Se parteciperete all’esposizione sulla stampa del 2026, noterete che si parlerà molto di luce. Ma per noi non si tratta della luce in sé: si tratta piuttosto della quantità di energia che raggiunge effettivamente l’inchiostro e di come evitare che tutto si surriscaldi.
Ottenere la giusta quantità di energia
Il problema è che far sì che l’inchiostro si solidifichi immediatamente mentre è in movimento richiede un equilibrio preciso. È necessaria una dose precisa di energia UV: troppo poco e l’inchiostro rimane appiccicoso e si sposta; troppo e il materiale può bruciarsi. È quindi necessario trovare il giusto equilibrio.
Dedichiamo molto tempo a regolare la potenza e la lunghezza dei tubi, in modo che il campo UV sia uniforme su tutta la superficie. Regoliamo anche la tensione e la corrente fino a quando non troviamo il valore ideale, ovvero quella lunghezza d’onda necessaria affinché l’inchiostro si solidifichi immediatamente.

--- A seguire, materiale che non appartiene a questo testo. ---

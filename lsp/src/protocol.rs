//! JSON-RPC message types, LSP parameter builders, and path/URI conversion.

use std::path::{Path, PathBuf};

use serde::Serialize;

use crate::types::LspError;

#[derive(Debug, Serialize)]
pub(crate) struct Request {
    pub jsonrpc: &'static str,
    pub id: u64,
    pub method: String,
    #[serde(skip_serializing_if = "Option::is_none")]
    pub params: Option<serde_json::Value>,
}

impl Request {
    pub fn new(id: u64, method: &str, params: Option<serde_json::Value>) -> Self {
        Self {
            jsonrpc: "2.0",
            id,
            method: method.to_string(),
            params,
        }
    }
}

#[derive(Debug, Serialize)]
pub(crate) struct Notification {
    pub jsonrpc: &'static str,
    pub method: String,
    #[serde(skip_serializing_if = "Option::is_none")]
    pub params: Option<serde_json::Value>,
}

impl Notification {
    pub fn new(method: &str, params: Option<serde_json::Value>) -> Self {
        Self {
            jsonrpc: "2.0",
            method: method.to_string(),
            params,
        }
    }
}

/// The fixed, generous capability set sent at initialize time. No dynamic
/// registration; servers that want more are politely refused elsewhere.
pub(crate) fn initialize_params(
    root_uri: &str,
    init_options: &serde_json::Value,
) -> serde_json::Value {
    serde_json::json!({
        "processId": std::process::id(),
        "rootUri": root_uri,
        "capabilities": {
            "textDocument": {
                "synchronization": {
                    "dynamicRegistration": false,
                    "willSave": false,
                    "willSaveWaitUntil": false,
                    "didSave": false
                },
                "completion": {
                    "completionItem": {
                        "snippetSupport": true,
                        "commitCharactersSupport": true,
                        "documentationFormat": ["markdown", "plaintext"]
                    }
                },
                "hover": {
                    "contentFormat": ["markdown", "plaintext"]
                },
                "definition": {
                    "linkSupport": true
                },
                "references": {},
                "documentSymbol": {
                    "hierarchicalDocumentSymbolSupport": true
                },
                "codeAction": {
                    "codeActionLiteralSupport": {
                        "codeActionKind": {
                            "valueSet": [
                                "quickfix",
                                "refactor",
                                "refactor.extract",
                                "refactor.inline",
                                "refactor.rewrite",
                                "source",
                                "source.organizeImports"
                            ]
                        }
                    }
                },
                "formatting": {},
                "rangeFormatting": {},
                "rename": {
                    "prepareSupport": true
                }
            },
            "workspace": {
                "symbol": {},
                "workspaceFolders": true
            }
        },
        "initializationOptions": init_options,
        "workspaceFolders": [{
            "uri": root_uri,
            "name": "workspace"
        }]
    })
}

pub(crate) fn did_open_params(
    uri: &str,
    language_id: &str,
    version: i32,
    text: &str,
) -> serde_json::Value {
    serde_json::json!({
        "textDocument": {
            "uri": uri,
            "languageId": language_id,
            "version": version,
            "text": text
        }
    })
}

/// Full-document sync: a single content change carrying the entire new text.
pub(crate) fn did_change_params(uri: &str, version: i32, text: &str) -> serde_json::Value {
    serde_json::json!({
        "textDocument": {
            "uri": uri,
            "version": version
        },
        "contentChanges": [{
            "text": text
        }]
    })
}

pub(crate) fn did_close_params(uri: &str) -> serde_json::Value {
    serde_json::json!({
        "textDocument": { "uri": uri }
    })
}

/// Convert an absolute path to a `file://` URI.
pub fn path_to_file_uri(path: &Path) -> Result<String, LspError> {
    url::Url::from_file_path(path)
        .map(String::from)
        .map_err(|()| LspError::InvalidPath {
            path: path.to_path_buf(),
        })
}

/// Convert a `file://` URI back to a path. Returns `None` for non-file URIs.
#[must_use]
pub fn file_uri_to_path(uri: &str) -> Option<PathBuf> {
    url::Url::parse(uri)
        .ok()
        .and_then(|u| u.to_file_path().ok())
}

#[cfg(test)]
mod tests {
    use super::*;

    #[test]
    fn test_initialize_params_has_required_fields() {
        let params = initialize_params("file:///workspace", &serde_json::Value::Null);
        assert!(params["processId"].is_number());
        assert_eq!(params["rootUri"], "file:///workspace");
        let text_document = &params["capabilities"]["textDocument"];
        assert_eq!(
            text_document["documentSymbol"]["hierarchicalDocumentSymbolSupport"],
            true
        );
        assert_eq!(
            text_document["completion"]["completionItem"]["snippetSupport"],
            true
        );
        assert_eq!(text_document["rename"]["prepareSupport"], true);
        assert_eq!(params["workspaceFolders"][0]["uri"], "file:///workspace");
    }

    #[test]
    fn test_initialize_params_carries_server_options() {
        let options = serde_json::json!({ "cargo": { "allFeatures": true } });
        let params = initialize_params("file:///w", &options);
        assert_eq!(
            params["initializationOptions"]["cargo"]["allFeatures"],
            true
        );
    }

    #[test]
    fn test_did_open_params() {
        let params = did_open_params("file:///test.rs", "rust", 1, "fn main() {}");
        assert_eq!(params["textDocument"]["uri"], "file:///test.rs");
        assert_eq!(params["textDocument"]["languageId"], "rust");
        assert_eq!(params["textDocument"]["version"], 1);
        assert_eq!(params["textDocument"]["text"], "fn main() {}");
    }

    #[test]
    fn test_did_change_params_is_full_sync() {
        let params = did_change_params("file:///test.rs", 2, "fn main() { 42 }");
        assert_eq!(params["textDocument"]["version"], 2);
        let changes = params["contentChanges"].as_array().unwrap();
        assert_eq!(changes.len(), 1);
        assert_eq!(changes[0]["text"], "fn main() { 42 }");
        assert!(changes[0].get("range").is_none());
    }

    #[test]
    fn test_did_close_params() {
        let params = did_close_params("file:///test.rs");
        assert_eq!(params["textDocument"]["uri"], "file:///test.rs");
    }

    #[test]
    fn test_path_to_file_uri_and_back() {
        #[cfg(windows)]
        let path = PathBuf::from(r"C:\Users\test\src\main.rs");
        #[cfg(not(windows))]
        let path = PathBuf::from("/home/test/src/main.rs");

        let uri = path_to_file_uri(&path).expect("should create URI");
        let roundtrip = file_uri_to_path(&uri).expect("should parse back to path");
        assert_eq!(roundtrip, path);
    }

    #[test]
    fn test_path_to_file_uri_rejects_relative() {
        let err = path_to_file_uri(Path::new("src/main.rs")).unwrap_err();
        assert!(err.to_string().contains("src/main.rs"));
    }

    #[test]
    fn test_file_uri_to_path_invalid_uri() {
        assert!(file_uri_to_path("not-a-uri").is_none());
    }

    #[test]
    fn test_file_uri_to_path_non_file_scheme() {
        assert!(file_uri_to_path("https://example.com/test.rs").is_none());
    }

    #[test]
    fn test_request_serialization_with_params() {
        let req = Request::new(
            42,
            "initialize",
            Some(serde_json::json!({"rootUri": "file:///"})),
        );
        let json = serde_json::to_value(&req).unwrap();
        assert_eq!(json["jsonrpc"], "2.0");
        assert_eq!(json["id"], 42);
        assert_eq!(json["method"], "initialize");
        assert!(json["params"]["rootUri"].is_string());
    }

    #[test]
    fn test_request_serialization_without_params() {
        let req = Request::new(1, "shutdown", None);
        let json = serde_json::to_value(&req).unwrap();
        assert_eq!(json["jsonrpc"], "2.0");
        assert_eq!(json["id"], 1);
        assert_eq!(json["method"], "shutdown");
        assert!(
            json.get("params").is_none(),
            "params must be omitted, not null"
        );
    }

    #[test]
    fn test_notification_serialization_without_params() {
        let notif = Notification::new("exit", None);
        let json = serde_json::to_value(&notif).unwrap();
        assert_eq!(json["jsonrpc"], "2.0");
        assert_eq!(json["method"], "exit");
        assert!(json.get("id").is_none());
        assert!(
            json.get("params").is_none(),
            "params must be omitted, not null"
        );
    }
}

Più di una semplice lampada
Non vi forniamo semplicemente una lampada, sperando che funzioni bene. Creiamo moduli completi. Abbiamo disposto i riflettori in modo che i raggi UV vengano direzionati esattamente verso il punto in cui passa il substrato. Inoltre, utilizziamo vetro di quarzo ad alta purezza, poiché non assorbe i raggi UV, ma li fa passare comunque. Inoltre, i moduli sono facili da installare: possono essere collegati direttamente al sistema di trasporto dell’inchiostro. Offriamo diverse opzioni di connessione, quindi l’installazione sembra più semplice, come se si trattasse di semplici sostituzioni.
Gestire il calore
Siamo onesti: l’essiccazione con UV ad alta intensità genera molto calore. Se non si gestisce correttamente questo calore, i materiali possono danneggiarsi. Per questo motivo, il sistema di raffreddamento – che sia costituito da ventilatori o da circuiti idraulici – deve essere efficace. Se il sistema di raffreddamento è insufficiente, la temperatura della lampada aumenta troppo velocemente, causando il deterioramento prematuro delle lampade. Per evitare problemi durante una produzione importante, consigliamo di sostituire le lampade secondo un programma prestabilito, in base alle ore di utilizzo. È meglio sostituire le lampade quando si ha tempo, piuttosto che farle guastarsi proprio nel momento in cui si è sotto pressione.